L’Azerbaïdjan, bien sûr, profite volontiers de cette situation et est prêt à être utilisé comme un outil par la Russie, à condition qu’il puisse se connecter sans entrave au Nakhitchevan. Lavrov a également rappelé cela en raison du fait que le processus de normalisation entre l’Arménie et l’Azerbaïdjan a progressé sous la pression de l’Occident, et la Russie craint que ces négociations n’atteignent un stade pratique, mettant en danger ou neutralisant l’architecture de règlement tripartite qu’elle a mise en place. Lavrov semble annoncer une nouvelle vague de pressions sur l’Arménie. »
Le ministère des Affaires étrangères d’Arménie a réagi à la déclaration de Lavrov en appelant à ne pas saboter les efforts pour atteindre la paix dans le Caucase du Sud avec des déclarations partiales. « Les ambitions de la Russie envers le territoire et la souveraineté de l’Arménie deviennent de plus en plus évidentes. Comme la Russie a presque complètement abandonné le discours diplomatique et est passée à un langage de menaces ouvertes, le ministère arménien des Affaires étrangères n’avait d’autre choix que de répondre de manière plus explicite, en indiquant en substance que le rôle de la Russie n’est plus perçu par l’Arménie comme constructif dans la normalisation des relations arméno-azerbaïdjanaises.
En outre, l’Arménie refuse de fournir un corridor à la Russie via le Syunik, rejetant effectivement la version russe du déblocage des routes et réaffirmant son engagement envers les propositions émises dans les plateformes occidentales. Il est crucial que le ministère des Affaires étrangères ait également évoqué le ton des déclarations des responsables russes, suggérant ainsi que, si les relations arméno-russes sont alliées, tout commence par ces petites choses, comme le fait que même au niveau du discours, la Russie dévoile son comportement non-allié envers l’Arménie, ce qui se manifeste déjà dans les actions politiques et les déclarations. »

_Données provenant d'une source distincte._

//! Password verification against stored bcrypt hashes.

use anyhow::{Context, Result};

/// Minimum accepted password length, enforced before any storage lookup.
pub(super) const MIN_PASSWORD_LEN: usize = 6;

/// Verify a plaintext password against a stored bcrypt hash.
///
/// `Ok(false)` is a mismatch; `Err` means the stored hash is malformed.
/// Callers must map both outcomes to the same client-visible failure.
///
/// # Errors
/// Returns an error if the stored hash cannot be parsed.
pub fn verify_password(password: &str, hash: &str) -> Result<bool> {
    bcrypt::verify(password, hash).context("failed to verify password hash")
}

/// Hash a password for storage.
///
/// # Errors
/// Returns an error if hashing fails.
pub fn hash_password(password: &str) -> Result<String> {
    bcrypt::hash(password, bcrypt::DEFAULT_COST).context("failed to hash password")
}

#[cfg(test)]
mod tests {
    use super::*;

    #[test]
    fn correct_password_matches() -> Result<()> {
        let hash = hash_password("admin123")?;
        assert!(hash.starts_with("$2"));
        assert!(verify_password("admin123", &hash)?);
        Ok(())
    }

    #[test]
    fn wrong_password_does_not_match() -> Result<()> {
        let hash = hash_password("admin123")?;
        assert!(!verify_password("admin124", &hash)?);
        Ok(())
    }

    #[test]
    fn same_password_hashes_differently() -> Result<()> {
        // Salted hashes must not repeat.
        assert_ne!(hash_password("admin123")?, hash_password("admin123")?);
        Ok(())
    }

    #[test]
    fn malformed_hash_is_an_error() {
        assert!(verify_password("admin123", "not-a-bcrypt-hash").is_err());
    }
}
//! # Clinica Auth
//!
//! `clinica-auth` is the authentication service for the Clinica
//! clinic-management platform. It owns credential login, optional TOTP-based
//! multi-factor authentication, signed session claims, per-user language
//! preference, and access-history logging.
//!
//! ## Login flow
//!
//! 1) Credentials are validated against the stored bcrypt hash.
//! 2) When the account has MFA enabled, the client receives an opaque
//!    challenge id instead of a session; the TOTP secret is resolved
//!    server-side when the challenge is completed and never travels to the
//!    client.
//! 3) A signed session claim (user id + role) is issued once every required
//!    factor has passed. Sessions have a fixed maximum age; renewal re-reads
//!    the role from the database but never extends the expiry.
//!
//! ## Security boundaries
//!
//! - Authentication failures are reported to clients as generic messages;
//!   the reason a login failed stays in server logs.
//! - Access-history writes are best-effort and detached from the response
//!   path; a failed write never fails the login that produced it.
//! - MFA state (`mfa_enabled` + `mfa_secret`) is updated in a single
//!   statement so readers never observe a half-updated pair.

pub mod api;
pub mod cli;
pub mod totp;

#[allow(clippy::doc_markdown, clippy::needless_raw_string_hashes)]
pub mod built_info {
    include!(concat!(env!("OUT_DIR"), "/built.rs"));
}

pub const GIT_COMMIT_HASH: &str = match built_info::GIT_COMMIT_HASH {
    Some(hash) => hash,
    None => "unknown",
};

pub const APP_USER_AGENT: &str = concat!(env!("CARGO_PKG_NAME"), "/", env!("CARGO_PKG_VERSION"),);

#[cfg(test)]
mod tests {
    use super::*;

    #[test]
    fn test_git_commit_hash_format() {
        if GIT_COMMIT_HASH == "unknown" {
            // Acceptable in non-git build environments
            return;
        }
        assert!(
            GIT_COMMIT_HASH.chars().all(|c| c.is_ascii_hexdigit()),
            "GIT_COMMIT_HASH should be a hex string, got: {GIT_COMMIT_HASH}"
        );
        assert!(
            GIT_COMMIT_HASH.len() >= 7,
            "GIT_COMMIT_HASH should be at least 7 characters long, got: {GIT_COMMIT_HASH}"
        );
    }

    #[test]
    fn test_app_user_agent_format() {
        assert!(APP_USER_AGENT.starts_with(env!("CARGO_PKG_NAME")));
        assert!(APP_USER_AGENT.contains(env!("CARGO_PKG_VERSION")));
    }
}
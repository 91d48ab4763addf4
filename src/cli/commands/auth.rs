use anyhow::{Context, Result};
use clap::{Arg, ArgMatches, Command};

pub const ARG_SESSION_KEY: &str = "session-key";
pub const ARG_ISSUER: &str = "issuer";
pub const ARG_SESSION_TTL_SECONDS: &str = "session-ttl-seconds";
pub const ARG_CHALLENGE_TTL_SECONDS: &str = "challenge-ttl-seconds";
pub const ARG_HISTORY_LIMIT: &str = "history-limit";
pub const ARG_FRONTEND_BASE_URL: &str = "frontend-base-url";

/// Parsed auth arguments, consumed by dispatch.
#[derive(Debug)]
pub struct Options {
    pub session_key: String,
    pub issuer: String,
    pub session_ttl_seconds: i64,
    pub challenge_ttl_seconds: u64,
    pub history_limit: i64,
    pub frontend_base_url: String,
}

impl Options {
    /// Extract auth options from parsed matches.
    ///
    /// # Errors
    /// Returns an error if a required argument is missing.
    pub fn parse(matches: &ArgMatches) -> Result<Self> {
        Ok(Self {
            session_key: matches
                .get_one::<String>(ARG_SESSION_KEY)
                .cloned()
                .context("missing required argument: --session-key")?,
            issuer: matches
                .get_one::<String>(ARG_ISSUER)
                .cloned()
                .unwrap_or_else(|| "Clinica".to_string()),
            session_ttl_seconds: matches
                .get_one::<i64>(ARG_SESSION_TTL_SECONDS)
                .copied()
                .unwrap_or(28_800),
            challenge_ttl_seconds: matches
                .get_one::<u64>(ARG_CHALLENGE_TTL_SECONDS)
                .copied()
                .unwrap_or(300),
            history_limit: matches
                .get_one::<i64>(ARG_HISTORY_LIMIT)
                .copied()
                .unwrap_or(10),
            frontend_base_url: matches
                .get_one::<String>(ARG_FRONTEND_BASE_URL)
                .cloned()
                .unwrap_or_else(|| "https://clinica.localhost".to_string()),
        })
    }
}

#[must_use]
pub fn with_args(command: Command) -> Command {
    command
        .arg(
            Arg::new(ARG_SESSION_KEY)
                .long(ARG_SESSION_KEY)
                .help("Secret key used to sign session claims")
                .env("CLINICA_SESSION_KEY")
                .required(true),
        )
        .arg(
            Arg::new(ARG_ISSUER)
                .long(ARG_ISSUER)
                .help("Issuer name embedded in session claims and enrollment URIs")
                .env("CLINICA_ISSUER")
                .default_value("Clinica"),
        )
        .arg(
            Arg::new(ARG_SESSION_TTL_SECONDS)
                .long(ARG_SESSION_TTL_SECONDS)
                .help("Fixed session lifetime in seconds")
                .env("CLINICA_SESSION_TTL_SECONDS")
                .default_value("28800")
                .value_parser(clap::value_parser!(i64)),
        )
        .arg(
            Arg::new(ARG_CHALLENGE_TTL_SECONDS)
                .long(ARG_CHALLENGE_TTL_SECONDS)
                .help("TTL for pending MFA challenges in seconds")
                .env("CLINICA_CHALLENGE_TTL_SECONDS")
                .default_value("300")
                .value_parser(clap::value_parser!(u64)),
        )
        .arg(
            Arg::new(ARG_HISTORY_LIMIT)
                .long(ARG_HISTORY_LIMIT)
                .help("Maximum access-history entries returned per request")
                .env("CLINICA_HISTORY_LIMIT")
                .default_value("10")
                .value_parser(clap::value_parser!(i64)),
        )
        .arg(
            Arg::new(ARG_FRONTEND_BASE_URL)
                .long(ARG_FRONTEND_BASE_URL)
                .help("Frontend base URL used for CORS and cookie security")
                .env("CLINICA_FRONTEND_BASE_URL")
                .default_value("https://clinica.localhost"),
        )
}
//! Authenticated principal extraction.
//!
//! Flow Overview: read the session token, verify the signed claims, resolve
//! the current user record, and return a principal that downstream handlers
//! can use. Display fields come from storage, not from the claim.

use axum::http::{HeaderMap, StatusCode};
use sqlx::PgPool;
use uuid::Uuid;

use super::{session::authenticate_session, state::AuthConfig, storage::Role};

/// Authenticated user context derived from the session token.
#[derive(Clone, Debug)]
pub struct Principal {
    pub user_id: Uuid,
    pub email: String,
    pub name: String,
    pub role: Role,
    pub language: Option<String>,
}

/// Resolve the session token into a principal, or return 401.
pub async fn require_auth(
    headers: &HeaderMap,
    pool: &PgPool,
    config: &AuthConfig,
) -> Result<Principal, StatusCode> {
    match authenticate_session(headers, pool, config).await {
        Ok(Some((_claims, user))) => Ok(Principal {
            user_id: user.id,
            email: user.email,
            name: user.name,
            role: user.role,
            language: user.language,
        }),
        Ok(None) => Err(StatusCode::UNAUTHORIZED),
        Err(status) => Err(status),
    }
}
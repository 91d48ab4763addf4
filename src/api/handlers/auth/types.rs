//! Request/response types for auth endpoints.

use serde::{Deserialize, Serialize};
use utoipa::ToSchema;

#[derive(ToSchema, Serialize, Deserialize, Debug)]
pub struct LoginRequest {
    pub email: String,
    pub password: String,
    /// Optional TOTP code for clients that collect both factors up front;
    /// when absent, MFA-enabled accounts receive a challenge instead.
    #[serde(default)]
    pub mfa_code: Option<String>,
}

/// Returned when the password is correct but a second factor is required.
/// The challenge id is opaque; the secret it references never leaves the
/// server.
#[derive(ToSchema, Serialize, Deserialize, Debug)]
pub struct MfaRequiredResponse {
    pub mfa_required: bool,
    pub challenge: String,
}

#[derive(ToSchema, Serialize, Deserialize, Debug)]
pub struct MfaVerifyRequest {
    pub challenge: String,
    pub code: String,
}

#[derive(ToSchema, Serialize, Deserialize, Debug)]
pub struct SessionResponse {
    pub user_id: String,
    pub email: String,
    pub name: String,
    pub role: String,
    pub language: Option<String>,
}

#[derive(ToSchema, Serialize, Deserialize, Debug)]
pub struct MfaEnrollStartResponse {
    pub secret: String,
    pub otpauth_url: String,
}

#[derive(ToSchema, Serialize, Deserialize, Debug)]
pub struct MfaEnrollFinishRequest {
    pub code: String,
}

Artaches Khalatyan a souligné que la déclaration du ministère arménien des Affaires étrangères était assez appropriée : « Je souhaite simplement que cette ligne soit maintenue et que cette détermination ne faiblisse pas, car c’est la seule façon de montrer à la Russie et à l’Azerbaïdjan que l’Arménie n’est pas sans défense et qu’il est impossible de lui imposer quoi que ce soit. De plus, cela permettra à l’Arménie d’accroître son poids et son prestige aux yeux de ses alliés occidentaux. Par cette attitude, l’Arménie montre qu’elle clarifie de plus en plus sa ligne politique dans ses relations avec la Russie. »

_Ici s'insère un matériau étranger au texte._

//! Database helpers for users, MFA state, language preference, and access
//! history.

use anyhow::{Context, Result};
use chrono::{DateTime, Utc};
use sqlx::{PgPool, Row};
use tracing::Instrument;
use uuid::Uuid;

/// Closed set of roles carried in the session claim.
#[derive(Clone, Copy, Debug, Eq, PartialEq)]
pub enum Role {
    Admin,
    Doctor,
    Receptionist,
    User,
}

impl Role {
    pub(crate) fn as_str(self) -> &'static str {
        match self {
            Self::Admin => "admin",
            Self::Doctor => "doctor",
            Self::Receptionist => "receptionist",
            Self::User => "user",
        }
    }

    pub(crate) fn from_str(value: &str) -> Option<Self> {
        match value.trim() {
            "admin" => Some(Self::Admin),
            "doctor" => Some(Self::Doctor),
            "receptionist" => Some(Self::Receptionist),
            "user" => Some(Self::User),
            _ => None,
        }
    }
}

/// Full user record, used internally by the auth flow. Never serialized to
/// clients as-is.
#[derive(Clone, Debug)]
pub(crate) struct UserRecord {
    pub(crate) id: Uuid,
    pub(crate) email: String,
    pub(crate) name: String,
    pub(crate) password_hash: Option<String>,
    pub(crate) role: Role,
    pub(crate) mfa_enabled: bool,
    pub(crate) mfa_secret: Option<String>,
    pub(crate) language: Option<String>,
}

/// One row of the access-history audit trail.
#[derive(Clone, Debug)]
pub(crate) struct AccessEntry {
    pub(crate) id: Uuid,
    pub(crate) created_at: DateTime<Utc>,
    pub(crate) ip: String,
    pub(crate) user_agent: String,
    pub(crate) location: String,
}

fn user_from_row(row: &sqlx::postgres::PgRow) -> UserRecord {
    let role: String = row.get("role");
    UserRecord {
        id: row.get("id"),
        email: row.get("email"),
        name: row.get("name"),
        password_hash: row.get("password_hash"),
        // Unknown role values fall back to the least-privileged role.
        role: Role::from_str(&role).unwrap_or(Role::User),
        mfa_enabled: row.get("mfa_enabled"),
        mfa_secret: row.get("mfa_secret"),
        language: row.get("language"),
    }
}

/// Look up a user by email, case-insensitively.
pub(crate) async fn lookup_user_by_email(
    pool: &PgPool,
    email: &str,
) -> Result<Option<UserRecord>> {
    let query = r"
        SELECT id, email, name, password_hash, role, mfa_enabled, mfa_secret, language
        FROM users
        WHERE lower(email) = lower($1)
    ";
    let span = tracing::info_span!(
        "db.query",
        db.system = "postgresql",
        db.operation = "SELECT",
        db.statement = query
    );
    let row = sqlx::query(query)
        .bind(email)
        .fetch_optional(pool)
        .instrument(span)
        .await
        .context("failed to lookup user by email")?;
    Ok(row.as_ref().map(user_from_row))
}

pub(crate) async fn lookup_user_by_id(pool: &PgPool, user_id: Uuid) -> Result<Option<UserRecord>> {
    let query = r"
        SELECT id, email, name, password_hash, role, mfa_enabled, mfa_secret, language
        FROM users
        WHERE id = $1
    ";
    let span = tracing::info_span!(
        "db.query",
        db.system = "postgresql",
        db.operation = "SELECT",
        db.statement = query
    );
    let row = sqlx::query(query)
        .bind(user_id)
        .fetch_optional(pool)
        .instrument(span)
        .await
        .context("failed to lookup user by id")?;
    Ok(row.as_ref().map(user_from_row))
}

/// Enable MFA: the flag and the secret are written in one statement so
/// readers never observe `mfa_enabled` without a secret or the reverse.
pub(crate) async fn enable_mfa(pool: &PgPool, user_id: Uuid, secret: &str) -> Result<bool> {
    let query = r"
        UPDATE users
        SET mfa_enabled = TRUE,
            mfa_secret = $2
        WHERE id = $1
    ";
    let span = tracing::info_span!(
        "db.query",
        db.system = "postgresql",
        db.operation = "UPDATE",
        db.statement = query
    );
    let result = sqlx::query(query)
        .bind(user_id)
        .bind(secret)
        .execute(pool)
        .instrument(span)
        .await
        .context("failed to enable MFA")?;
    Ok(result.rows_affected() > 0)
}

/// Disable MFA, clearing both columns atomically.
pub(crate) async fn disable_mfa(pool: &PgPool, user_id: Uuid) -> Result<bool> {
    let query = r"
        UPDATE users
        SET mfa_enabled = FALSE,
            mfa_secret = NULL
        WHERE id = $1
    ";
    let span = tracing::info_span!(
        "db.query",
        db.system = "postgresql",
        db.operation = "UPDATE",
        db.statement = query
    );
    let result = sqlx::query(query)
        .bind(user_id)
        .execute(pool)
        .instrument(span)
        .await
        .context("failed to disable MFA")?;
    Ok(result.rows_affected() > 0)
}

pub(crate) async fn get_language(pool: &PgPool, user_id: Uuid) -> Result<Option<Option<String>>> {
    let query = "SELECT language FROM users WHERE id = $1";
    let span = tracing::info_span!(
        "db.query",
        db.system = "postgresql",
        db.operation = "SELECT",
        db.statement = query
    );
    let row = sqlx::query(query)
        .bind(user_id)
        .fetch_optional(pool)
        .instrument(span)
        .await
        .context("failed to get language preference")?;
    Ok(row.map(|row| row.get("language")))
}

pub(crate) async fn set_language(pool: &PgPool, user_id: Uuid, language: &str) -> Result<bool> {
    let query = "UPDATE users SET language = $2 WHERE id = $1";
    let span = tracing::info_span!(
        "db.query",
        db.system = "postgresql",
        db.operation = "UPDATE",
        db.statement = query
    );
    let result = sqlx::query(query)
        .bind(user_id)
        .bind(language)
        .execute(pool)
        .instrument(span)
        .await
        .context("failed to set language preference")?;
    Ok(result.rows_affected() > 0)
}

/// Append one access-history row. Timestamps come from the database clock
/// and are stored as UTC instants.
pub(crate) async fn insert_access_entry(
    pool: &PgPool,
    user_id: Uuid,
    ip: &str,
    user_agent: &str,
    location: &str,
) -> Result<()> {
    let query = r"
        INSERT INTO access_history (user_id, created_at, ip, user_agent, location)
        VALUES ($1, NOW(), $2, $3, $4)
    ";
    let span = tracing::info_span!(
        "db.query",
        db.system = "postgresql",
        db.operation = "INSERT",
        db.statement = query
    );
    sqlx::query(query)
        .bind(user_id)
        .bind(ip)
        .bind(user_agent)
        .bind(location)
        .execute(pool)
        .instrument(span)
        .await
        .context("failed to insert access history entry")?;
    Ok(())
}

/// List the most recent access-history rows for `owner`, newest first.
/// Callers must pass the authenticated principal's own id; this function is
/// the only read path for history.
pub(crate) async fn list_access_entries(
    pool: &PgPool,
    owner: Uuid,
    limit: i64,
) -> Result<Vec<AccessEntry>> {
    let query = r"
        SELECT id, created_at, ip, user_agent, location
        FROM access_history
        WHERE user_id = $1
        ORDER BY created_at DESC
        LIMIT $2
    ";
    let span = tracing::info_span!(
        "db.query",
        db.system = "postgresql",
        db.operation = "SELECT",
        db.statement = query
    );
    let rows = sqlx::query(query)
        .bind(owner)
        .bind(limit)
        .fetch_all(pool)
        .instrument(span)
        .await
        .context("failed to list access history")?;

    Ok(rows
        .iter()
        .map(|row| AccessEntry {
            id: row.get("id"),
            created_at: row.get("created_at"),
            ip: row.get("ip"),
            user_agent: row.get("user_agent"),
            location: row.get("location"),
        })
        .collect())
}

#[cfg(test)]
mod tests {
    use super::{Role, UserRecord};
    use uuid::Uuid;

    #[test]
    fn role_round_trips() {
        for role in [Role::Admin, Role::Doctor, Role::Receptionist, Role::User] {
            assert_eq!(Role::from_str(role.as_str()), Some(role));
        }
    }

    #[test]
    fn unknown_role_is_rejected() {
        assert_eq!(Role::from_str("superuser"), None);
        assert_eq!(Role::from_str(""), None);
    }

    #[test]
    fn role_parse_trims_whitespace() {
        assert_eq!(Role::from_str(" admin "), Some(Role::Admin));
    }

    #[test]
    fn user_record_holds_values() {
        let record = UserRecord {
            id: Uuid::nil(),
            email: "admin@clinica.com".to_string(),
            name: "Administrador".to_string(),
            password_hash: Some("$2b$12$hash".to_string()),
            role: Role::Admin,
            mfa_enabled: false,
            mfa_secret: None,
            language: None,
        };
        assert_eq!(record.role, Role::Admin);
        assert!(!record.mfa_enabled);
        assert!(record.mfa_secret.is_none());
    }
}
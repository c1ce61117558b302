//! Synthetic burst driver.
//!
//! Splits `records` calls over worker threads. Even-numbered calls go to an
//! f64 latency histogram, odd ones to a u64 sample histogram; both share one
//! admission counter, so the combined forwarded count never exceeds the
//! ceiling.

use std::thread;

use opentelemetry::KeyValue;
use quotagate_core::{GatedMeter, InstrumentOptions, QuotaStatus};
use tracing::{info, info_span};

/// Shape of one burst.
#[derive(Debug, Clone)]
pub struct BurstPlan {
    pub instrument: String,
    pub records: u64,
    pub threads: u16,
}

/// Issue every call in `plan` against recorders built from `gated`.
///
/// Returns the counter status once all workers have finished.
pub fn run_burst(gated: &GatedMeter, plan: &BurstPlan) -> QuotaStatus {
    let latency = gated.f64_histogram(
        plan.instrument.clone(),
        &InstrumentOptions::new()
            .with_description("Synthetic step latency")
            .with_unit("s"),
    );
    let samples = gated.u64_histogram(
        format!("{}.samples", plan.instrument),
        &InstrumentOptions::new().with_description("Synthetic sample size"),
    );

    let threads = u64::from(plan.threads.max(1));
    thread::scope(|scope| {
        for worker in 0..threads {
            let latency = &latency;
            let samples = &samples;
            // Calls are numbered globally; each worker takes every `threads`-th one.
            scope.spawn(move || {
                let _span = info_span!("burst_worker", worker).entered();
                let mut call = worker;
                while call < plan.records {
                    let labels = [
                        KeyValue::new("worker", worker as i64),
                        KeyValue::new("call", call as i64),
                    ];
                    if call % 2 == 0 {
                        latency.record(call as f64 / 1000.0, &labels);
                    } else {
                        samples.record(call, &labels);
                    }
                    call += threads;
                }
            });
        }
    });

    let status = gated.admission().status();
    info!(
        instrument = %plan.instrument,
        attempts = status.attempts,
        admitted = status.admitted,
        dropped = status.dropped,
        ceiling = status.ceiling,
        "Burst complete"
    );
    status
}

En évoquant l’affirmation de Lavrov selon laquelle l’Arménie doit respecter le point 9 de la déclaration tripartite du 9 novembre, Khalatyan a déclaré : « Il est essentiel de noter que des obligations ont été violées, ce qui rend leur exécution désormais impossible. Par exemple, les obligations que la Russie a assumées concernant le Haut-Karabagh. Les obligations de l’Arménie découlaient et étaient réciproques avec celles prévues par les autres points de la déclaration concernant l’Azerbaïdjan et la Russie, et elles n’ont aucune signification autonome. En d’autres termes, ces obligations n’ont une valeur juridique que dans leur ensemble, et comme aucune d’entre elles n’a été respectée, il s’ensuit que l’Arménie est désormais libre de parler publiquement de la mort politique et juridique de la déclaration tripartite. »

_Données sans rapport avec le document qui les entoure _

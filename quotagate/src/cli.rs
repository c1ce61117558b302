//! CLI argument types for `quotagate`.
//!
//! Kept apart from `main.rs` so integration tests can parse them directly.

use clap::{Args, ValueEnum};
use quotagate_core::{ExporterKind, MetricsConfig, QuotaConfig};

/// Arguments for replaying a burst of observations through the gate.
#[derive(Args, Debug, Clone)]
pub struct BurstArgs {
    /// Base instrument name. A `<name>.samples` integer histogram is created alongside.
    #[arg(long, default_value = "build-latency")]
    pub instrument: String,

    /// Total number of record calls to issue.
    #[arg(long, default_value_t = 250)]
    pub records: u64,

    /// Worker threads issuing record calls concurrently.
    #[arg(long, default_value_t = 1, value_parser = clap::value_parser!(u16).range(1..))]
    pub threads: u16,

    /// Override the lifetime record ceiling (QUOTAGATE_MAX_RECORDS).
    #[arg(long)]
    pub max_records: Option<u64>,

    /// Metrics exporter (QUOTAGATE_METRICS_EXPORTER).
    #[arg(long, value_enum)]
    pub exporter: Option<CliExporter>,

    /// OTLP HTTP endpoint (OTEL_EXPORTER_OTLP_ENDPOINT).
    #[arg(long)]
    pub otlp_endpoint: Option<String>,

    /// Enable debug logging, including every skipped observation.
    #[arg(long)]
    pub verbose: bool,
}

impl BurstArgs {
    /// Environment-derived quota config with CLI overrides applied.
    pub fn quota_config(&self, mut base: QuotaConfig) -> QuotaConfig {
        if let Some(max_records) = self.max_records {
            base.max_records = max_records;
        }
        base
    }

    /// Environment-derived metrics config with CLI overrides applied.
    pub fn metrics_config(&self, mut base: MetricsConfig) -> MetricsConfig {
        if let Some(exporter) = self.exporter {
            base.exporter = exporter.into();
        }
        if let Some(ref endpoint) = self.otlp_endpoint {
            base.otlp_endpoint = Some(endpoint.clone());
        }
        base
    }
}

/// CLI-level exporter selection.
///
/// Maps 1:1 to `quotagate_core::ExporterKind`.
#[derive(Clone, Copy, Debug, PartialEq, Eq, ValueEnum)]
pub enum CliExporter {
    /// Keep measurements in-process.
    None,
    /// Print exported metrics to stdout.
    Stdout,
    /// Push to an OTLP collector over HTTP.
    Otlp,
}

impl From<CliExporter> for ExporterKind {
    fn from(value: CliExporter) -> Self {
        match value {
            CliExporter::None => ExporterKind::None,
            CliExporter::Stdout => ExporterKind::Stdout,
            CliExporter::Otlp => ExporterKind::Otlp,
        }
    }
}
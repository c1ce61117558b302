//! QuotaGate Core: a lifetime quota in front of OpenTelemetry instruments.
//!
//! Some metric backends cap how many time series a single write may carry
//! (Cloud Monitoring accepts 200). This crate puts one shared
//! [`AdmissionCounter`] in front of every instrument: the first `ceiling`
//! observations across all [`GatedRecorder`]s are forwarded, everything after
//! is dropped with a debug log and never reported to the caller.
//!
//! ```ignore
//! let gated = GatedMeter::new(meter, Arc::new(AdmissionCounter::new(200)));
//! let latency = gated.f64_histogram("build-latency", &InstrumentOptions::new());
//! latency.record(1.25, &[KeyValue::new("step", "compile")]);
//! ```

pub mod admission;
pub mod config;
pub mod error;
pub mod meter;
pub mod recorder;
pub mod telemetry;

pub use admission::{AdmissionCounter, DEFAULT_MAX_RECORDS, QuotaStatus};
pub use config::{ExporterKind, MetricsConfig, QuotaConfig};
pub use error::{ConfigError, TelemetryError};
pub use meter::{GatedMeter, InstrumentOptions};
pub use recorder::{GatedRecorder, LabeledRecord, Measurement, MeasurementKind};
pub use telemetry::{MetricsGuard, init_metrics};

Dans ce contexte, en commentant également la déclaration faite lors de la rencontre Poutine-Aliyev selon laquelle la Russie est prête à participer à la normalisation des relations entre Bakou et Erevan, notre interlocuteur a déclaré : « La Russie n’est manifestement plus un médiateur impartial et ne l’a jamais été depuis 2020. Dans ce contexte, il est clair que l’Azerbaïdjan accepte la plateforme russe et rechigne parfois, voire refuse de participer aux négociations dans les plateformes occidentales. À cet égard, l’Arménie doit dire un non définitif à la tenue de négociations arméno-azerbaïdjanaises dans le cadre russe, car l’ordre du jour de ces négociations a déjà été annoncé par Poutine et Lavrov, et il est évident qu’il n’y a rien de favorable aux Arméniens dans cet ordre du jour. L’Arménie ne doit pas reculer sur cette question, sinon nous risquons d’affaiblir considérablement la volonté de l’Occident de nous soutenir. Ce sont les lignes rouges qu’il serait catastrophique pour l’Arménie de franchir. »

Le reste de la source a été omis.